Exercise — Reprint every line of the data, keeping each character intact.

[Extracted data entries]
┄┄┄┄┄┄┄┄┄┄┄┄┄┄┄┄┄┄┄┄

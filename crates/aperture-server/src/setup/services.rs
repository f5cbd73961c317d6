//! Service wiring

use anyhow::Result;
use aperture_core::Config;
use aperture_db::AssetRepository;
use aperture_ingest::{
    register_handlers, AssetLifecycle, AssetProcessor, DuplicateIndex, IngestSettings,
    IngestionCoordinator,
};
use aperture_processing::{MediaValidator, MetadataExtractor, ThumbnailGenerator};
use aperture_storage::Storage;
use aperture_worker::WorkQueue;
use std::sync::Arc;
use std::time::Duration;
use tokio::task::JoinHandle;

const UPLOAD_REAP_PERIOD: Duration = Duration::from_secs(3600);

/// Long-lived services, shared by whatever transport fronts the pipeline.
#[allow(dead_code)] // coordinator and duplicates are the transport's entry points
pub struct AppState {
    pub coordinator: Arc<IngestionCoordinator>,
    pub duplicates: DuplicateIndex,
    pub queue: WorkQueue,
    worker: JoinHandle<()>,
    reaper: JoinHandle<()>,
}

impl AppState {
    /// Stop claiming tasks and wait for the pool loop to exit. Running handlers are not awaited.
    pub async fn shutdown(self) {
        self.reaper.abort();
        self.queue.shutdown().await;
        if let Err(e) = self.worker.await {
            tracing::error!(error = %e, "Work queue pool ended abnormally");
        }
        aperture_infra::shutdown_telemetry().await;
    }
}

pub async fn initialize_services(
    config: &Config,
    repo: Arc<dyn AssetRepository>,
    storage: Arc<dyn Storage>,
) -> Result<AppState> {
    let queue = WorkQueue::new(config.task_queue.clone());

    let processor = AssetProcessor::new(
        repo.clone(),
        storage.clone(),
        MetadataExtractor::new(&config.processing)?,
        ThumbnailGenerator::default(),
    );
    let lifecycle = AssetLifecycle::new(repo.clone(), storage.clone())
        .with_orphan_grace(chrono::Duration::minutes(config.orphan_grace_minutes));
    register_handlers(&queue, processor, lifecycle).await;
    let worker = queue.start().await?;

    let coordinator = Arc::new(IngestionCoordinator::new(
        repo.clone(),
        storage,
        queue.clone(),
        MediaValidator::from_config(&config.upload),
        IngestSettings::from_config(config),
    ));

    // Queue state does not survive a restart; rebuild it from the asset records.
    coordinator.recover().await?;
    let reaper = coordinator.clone().start_upload_reaper(UPLOAD_REAP_PERIOD);

    tracing::info!(
        direct_upload = coordinator.direct_upload_available(),
        max_workers = config.task_queue.max_workers,
        "Ingestion services initialized"
    );

    Ok(AppState {
        coordinator,
        duplicates: DuplicateIndex::new(repo),
        queue,
        worker,
        reaper,
    })
}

┄┄┄┄┄┄┄┄┄┄┄┄┄┄┄┄┄┄┄┄

Solution to this task —
filename crates/aperture-server/src/setup/services.rs
repository f5cbd73961c317d6
//! Service wiring

use anyhow::Result;
use aperture_core::Config;
use aperture_db::AssetRepository;
use aperture_ingest::{
    register_handlers, AssetLifecycle, AssetProcessor, DuplicateIndex, IngestSettings,
    IngestionCoordinator,
};
use aperture_processing::{MediaValidator, MetadataExtractor, ThumbnailGenerator};
use aperture_storage::Storage;
use aperture_worker::WorkQueue;
use std::sync::Arc;
use std::time::Duration;
use tokio::task::JoinHandle;

const UPLOAD_REAP_PERIOD: Duration = Duration::from_secs(3600);

/// Long-lived services, shared by whatever transport fronts the pipeline.
#[allow(dead_code)] // coordinator and duplicates are the transport's entry points
pub struct AppState {
    pub coordinator: Arc<IngestionCoordinator>,
    pub duplicates: DuplicateIndex,
    pub queue: WorkQueue,
    worker: JoinHandle<()>,
    reaper: JoinHandle<()>,
}

impl AppState {
    /// Stop claiming tasks and wait for the pool loop to exit. Running handlers are not awaited.
    pub async fn shutdown(self) {
        self.reaper.abort();
        self.queue.shutdown().await;
        if let Err(e) = self.worker.await {
            tracing::error!(error = %e, "Work queue pool ended abnormally");
        }
        aperture_infra::shutdown_telemetry().await;
    }
}

pub async fn initialize_services(
    config: &Config,
    repo: Arc<dyn AssetRepository>,
    storage: Arc<dyn Storage>,
) -> Result<AppState> {
    let queue = WorkQueue::new(config.task_queue.clone());

    let processor = AssetProcessor::new(
        repo.clone(),
        storage.clone(),
        MetadataExtractor::new(&config.processing)?,
        ThumbnailGenerator::default(),
    );
    let lifecycle = AssetLifecycle::new(repo.clone(), storage.clone())
        .with_orphan_grace(chrono::Duration::minutes(config.orphan_grace_minutes));
    register_handlers(&queue, processor, lifecycle).await;
    let worker = queue.start().await?;

    let coordinator = Arc::new(IngestionCoordinator::new(
        repo.clone(),
        storage,
        queue.clone(),
        MediaValidator::from_config(&config.upload),
        IngestSettings::from_config(config),
    ));

    // Queue state does not survive a restart; rebuild it from the asset records.
    coordinator.recover().await?;
    let reaper = coordinator.clone().start_upload_reaper(UPLOAD_REAP_PERIOD);

    tracing::info!(
        direct_upload = coordinator.direct_upload_available(),
        max_workers = config.task_queue.max_workers,
        "Ingestion services initialized"
    );

    Ok(AppState {
        coordinator,
        duplicates: DuplicateIndex::new(repo),
        queue,
        worker,
        reaper,
    })
}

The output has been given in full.